### SUPPLIED DATA

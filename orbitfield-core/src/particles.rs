/// Static point cloud scattered around the scene
use nalgebra::Point3;
use rand::rngs::StdRng;
use rand::{Rng, SeedableRng};

use crate::material::Rgb;

#[derive(Debug, Clone)]
pub struct ParticleField {
    pub points: Vec<Point3<f32>>,
    pub color: Rgb,
}

impl ParticleField {
    /// Scatter `count` points uniformly inside an axis-aligned cube of side
    /// `spread` centred on the origin. The same `seed` gives the same field.
    pub fn scatter(count: usize, spread: f32, seed: u64, color: Rgb) -> Self {
        let mut rng = StdRng::seed_from_u64(seed);
        let mut coordinate = || (rng.random::<f32>() - 0.5) * spread;

        let points = (0..count)
            .map(|_| {
                let x = coordinate();
                let y = coordinate();
                let z = coordinate();
                Point3::new(x, y, z)
            })
            .collect();

        tracing::debug!(count, spread, seed, "scattered particle field");
        Self { points, color }
    }

    pub fn len(&self) -> usize {
        self.points.len()
    }

    pub fn is_empty(&self) -> bool {
        self.points.is_empty()
    }
}
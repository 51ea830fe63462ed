/// Conversion of shaded cells into canvas RGBA pixels
use orbitfield_core::{FrameBuffer, Rgb, Shade};

/// Fill `out` with one RGBA quadruple per framebuffer cell. Empty cells are
/// fully transparent so the page background shows through.
pub fn write_rgba(
    frame: &FrameBuffer,
    surface_color: Rgb,
    particle_color: Rgb,
    out: &mut Vec<u8>,
) {
    out.clear();
    out.reserve(frame.cells().len() * 4);
    for cell in frame.cells() {
        let rgba = match *cell {
            Shade::Empty => [0, 0, 0, 0],
            Shade::Particle => [particle_color.r, particle_color.g, particle_color.b, 255],
            Shade::Surface(brightness) => {
                let Rgb { r, g, b } = surface_color.scaled(brightness);
                [r, g, b, 255]
            }
        };
        out.extend_from_slice(&rgba);
    }
}
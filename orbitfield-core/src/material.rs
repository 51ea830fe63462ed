/// Surface material, colors and the directional light
use nalgebra::{Point3, Vector3};
use serde::{Deserialize, Serialize};
use std::fmt;
use std::str::FromStr;

use crate::error::SceneError;

/// Fraction of the base color visible on surfaces facing away from the light.
const AMBIENT: f32 = 0.08;

/// Light intensity that maps to unit direct radiance.
const REFERENCE_INTENSITY: f32 = 4.0;

/// 8-bit sRGB color, written as `#rrggbb` in config files.
#[derive(Debug, Clone, Copy, PartialEq, Eq, Serialize, Deserialize)]
#[serde(try_from = "String", into = "String")]
pub struct Rgb {
    pub r: u8,
    pub g: u8,
    pub b: u8,
}

impl Rgb {
    pub const WHITE: Rgb = Rgb::new(255, 255, 255);

    pub const fn new(r: u8, g: u8, b: u8) -> Self {
        Self { r, g, b }
    }

    /// Scale each channel by `intensity` (clamped to [0, 1]).
    pub fn scaled(self, intensity: f32) -> Self {
        let k = intensity.clamp(0.0, 1.0);
        let scale = |c: u8| (c as f32 * k).round() as u8;
        Self::new(scale(self.r), scale(self.g), scale(self.b))
    }

    /// Rotate the hue by `degrees`, keeping saturation and value.
    pub fn rotate_hue(self, degrees: f32) -> Self {
        let mut hsv = self.to_hsv();
        hsv.h = (hsv.h + degrees).rem_euclid(360.0);
        hsv.to_rgb()
    }

    pub fn to_hsv(self) -> Hsv {
        let r = self.r as f32 / 255.0;
        let g = self.g as f32 / 255.0;
        let b = self.b as f32 / 255.0;
        let max = r.max(g).max(b);
        let min = r.min(g).min(b);
        let delta = max - min;

        let h = if delta == 0.0 {
            0.0
        } else if max == r {
            60.0 * ((g - b) / delta).rem_euclid(6.0)
        } else if max == g {
            60.0 * ((b - r) / delta + 2.0)
        } else {
            60.0 * ((r - g) / delta + 4.0)
        };
        let s = if max == 0.0 { 0.0 } else { delta / max };
        Hsv { h, s, v: max }
    }
}

/// Hue in degrees `[0, 360)`, saturation and value in `[0, 1]`.
#[derive(Debug, Clone, Copy, PartialEq)]
pub struct Hsv {
    pub h: f32,
    pub s: f32,
    pub v: f32,
}

impl Hsv {
    pub fn to_rgb(self) -> Rgb {
        let h = self.h.rem_euclid(360.0);
        let s = self.s.clamp(0.0, 1.0);
        let v = self.v.clamp(0.0, 1.0);
        let c = v * s;
        let x = c * (1.0 - ((h / 60.0).rem_euclid(2.0) - 1.0).abs());
        let m = v - c;
        let (r, g, b) = match (h / 60.0) as u32 {
            0 => (c, x, 0.0),
            1 => (x, c, 0.0),
            2 => (0.0, c, x),
            3 => (0.0, x, c),
            4 => (x, 0.0, c),
            _ => (c, 0.0, x),
        };
        let channel = |f: f32| ((f + m) * 255.0).round().clamp(0.0, 255.0) as u8;
        Rgb::new(channel(r), channel(g), channel(b))
    }
}

impl FromStr for Rgb {
    type Err = SceneError;

    fn from_str(s: &str) -> Result<Self, Self::Err> {
        let invalid = || SceneError::InvalidColor(s.to_string());
        let hex = s.strip_prefix('#').ok_or_else(invalid)?;
        if hex.len() != 6 || !hex.is_ascii() {
            return Err(invalid());
        }
        let channel = |i: usize| u8::from_str_radix(&hex[i..i + 2], 16).map_err(|_| invalid());
        Ok(Self::new(channel(0)?, channel(2)?, channel(4)?))
    }
}

impl TryFrom<String> for Rgb {
    type Error = SceneError;

    fn try_from(value: String) -> Result<Self, Self::Error> {
        value.parse()
    }
}

impl From<Rgb> for String {
    fn from(color: Rgb) -> Self {
        color.to_string()
    }
}

impl fmt::Display for Rgb {
    fn fmt(&self, f: &mut fmt::Formatter<'_>) -> fmt::Result {
        write!(f, "#{:02x}{:02x}{:02x}", self.r, self.g, self.b)
    }
}

/// Flat-shaded physical-ish material shared by all orbiting meshes.
#[derive(Debug, Clone, Copy, PartialEq)]
pub struct Material {
    pub color: Rgb,
    pub metalness: f32,
    pub roughness: f32,
}

impl Default for Material {
    fn default() -> Self {
        Self {
            color: Rgb::new(0x3c, 0x94, 0xd7),
            metalness: 0.86,
            roughness: 0.37,
        }
    }
}

/// Light arriving from `position` towards the origin.
#[derive(Debug, Clone, Copy, PartialEq)]
pub struct DirectionalLight {
    pub color: Rgb,
    pub intensity: f32,
    pub position: Point3<f32>,
}

impl DirectionalLight {
    /// Unit vector from a surface towards the light.
    pub fn direction(&self) -> Vector3<f32> {
        self.position
            .coords
            .try_normalize(1e-12)
            .unwrap_or_else(Vector3::y)
    }
}

impl Default for DirectionalLight {
    fn default() -> Self {
        Self {
            color: Rgb::WHITE,
            intensity: 4.0,
            position: Point3::new(0.5, 1.0, 0.0),
        }
    }
}

/// Brightness in [0, 1] of a surface with `normal`, seen along `to_eye`.
///
/// Faces are lit from both sides: the normal is flipped to face the viewer.
pub fn shade(
    material: &Material,
    light: &DirectionalLight,
    normal: &Vector3<f32>,
    to_eye: &Vector3<f32>,
) -> f32 {
    let normal = if normal.dot(to_eye) < 0.0 {
        -normal
    } else {
        *normal
    };
    let to_light = light.direction();

    let diffuse = normal.dot(&to_light).max(0.0);

    let half = (to_light + to_eye).try_normalize(1e-12).unwrap_or(to_light);
    let shininess = (1.0 - material.roughness.clamp(0.0, 1.0)) * 64.0 + 1.0;
    let specular = normal.dot(&half).max(0.0).powf(shininess);

    let metalness = material.metalness.clamp(0.0, 1.0);
    let direct = (1.0 - metalness) * diffuse + metalness * (0.35 * diffuse + specular);
    let radiance = light.intensity / REFERENCE_INTENSITY;

    (AMBIENT + radiance * direct).clamp(0.0, 1.0)
}

#[cfg(test)]
mod tests {
    use super::*;

    #[test]
    fn test_parse_and_display_hex() {
        let color: Rgb = "#3c94d7".parse().unwrap();
        assert_eq!(color, Rgb::new(0x3c, 0x94, 0xd7));
        assert_eq!(color.to_string(), "#3c94d7");
        assert_eq!("#FFFFFF".parse::<Rgb>().unwrap(), Rgb::WHITE);
    }

    #[test]
    fn test_reject_malformed_hex() {
        for bad in ["3c94d7", "#3c94d", "#3c94d7ff", "#zz94d7", "#ñ94d7"] {
            assert!(matches!(
                bad.parse::<Rgb>(),
                Err(SceneError::InvalidColor(_))
            ));
        }
    }

    #[test]
    fn test_hue_rotation_round_trip() {
        let color = Material::default().color;
        let rotated = color.rotate_hue(120.0);
        assert_ne!(rotated, color);
        let back = rotated.rotate_hue(240.0);
        for (a, b) in [(back.r, color.r), (back.g, color.g), (back.b, color.b)] {
            assert!((a as i16 - b as i16).abs() <= 1);
        }
        assert_eq!(Rgb::new(255, 0, 0).rotate_hue(120.0), Rgb::new(0, 255, 0));
    }

    #[test]
    fn test_hsv_of_grey_and_primaries() {
        let grey = Rgb::new(128, 128, 128).to_hsv();
        assert_eq!((grey.h, grey.s), (0.0, 0.0));
        assert!((grey.v - 128.0 / 255.0).abs() < 1e-6);

        let blue = Rgb::new(0, 0, 255).to_hsv();
        assert_eq!((blue.h, blue.s, blue.v), (240.0, 1.0, 1.0));
        assert_eq!(blue.to_rgb(), Rgb::new(0, 0, 255));

        let out_of_range = Hsv { h: -120.0, s: 2.0, v: 1.0 };
        assert_eq!(out_of_range.to_rgb(), Rgb::new(0, 0, 255));
    }

    #[test]
    fn test_scaled_clamps() {
        let color = Rgb::new(200, 100, 50);
        assert_eq!(color.scaled(0.5), Rgb::new(100, 50, 25));
        assert_eq!(color.scaled(2.0), color);
        assert_eq!(color.scaled(-1.0), Rgb::new(0, 0, 0));
    }

    #[test]
    fn test_shade_is_brighter_facing_the_light() {
        let material = Material::default();
        let light = DirectionalLight::default();
        let eye = Vector3::z();
        let lit = shade(&material, &light, &light.direction(), &eye);
        let unlit = shade(&material, &light, &-Vector3::y(), &-Vector3::y());
        assert!(lit > unlit);
        assert!((0.0..=1.0).contains(&lit));
        assert!((unlit - AMBIENT).abs() < 1e-6);
    }

    #[test]
    fn test_shade_is_two_sided() {
        let material = Material::default();
        let light = DirectionalLight::default();
        let eye = Vector3::new(0.0, 1.0, 1.0).normalize();
        let front = shade(&material, &light, &Vector3::y(), &eye);
        let back = shade(&material, &light, &-Vector3::y(), &eye);
        assert!((front - back).abs() < 1e-6);
    }
}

### TASK REQUIREMENTS
Return, with no change at all, every line in the entries above from the line containing "(clamped to [0, 1])." through the line containing "if max == r".

### YOUR RESPONSE
    /// Scale each channel by `intensity` (clamped to [0, 1]).
    pub fn scaled(self, intensity: f32) -> Self {
        let k = intensity.clamp(0.0, 1.0);
        let scale = |c: u8| (c as f32 * k).round() as u8;
        Self::new(scale(self.r), scale(self.g), scale(self.b))
    }

    /// Rotate the hue by `degrees`, keeping saturation and value.
    pub fn rotate_hue(self, degrees: f32) -> Self {
        let mut hsv = self.to_hsv();
        hsv.h = (hsv.h + degrees).rem_euclid(360.0);
        hsv.to_rgb()
    }

    pub fn to_hsv(self) -> Hsv {
        let r = self.r as f32 / 255.0;
        let g = self.g as f32 / 255.0;
        let b = self.b as f32 / 255.0;
        let max = r.max(g).max(b);
        let min = r.min(g).min(b);
        let delta = max - min;

        let h = if delta == 0.0 {
            0.0
        } else if max == r {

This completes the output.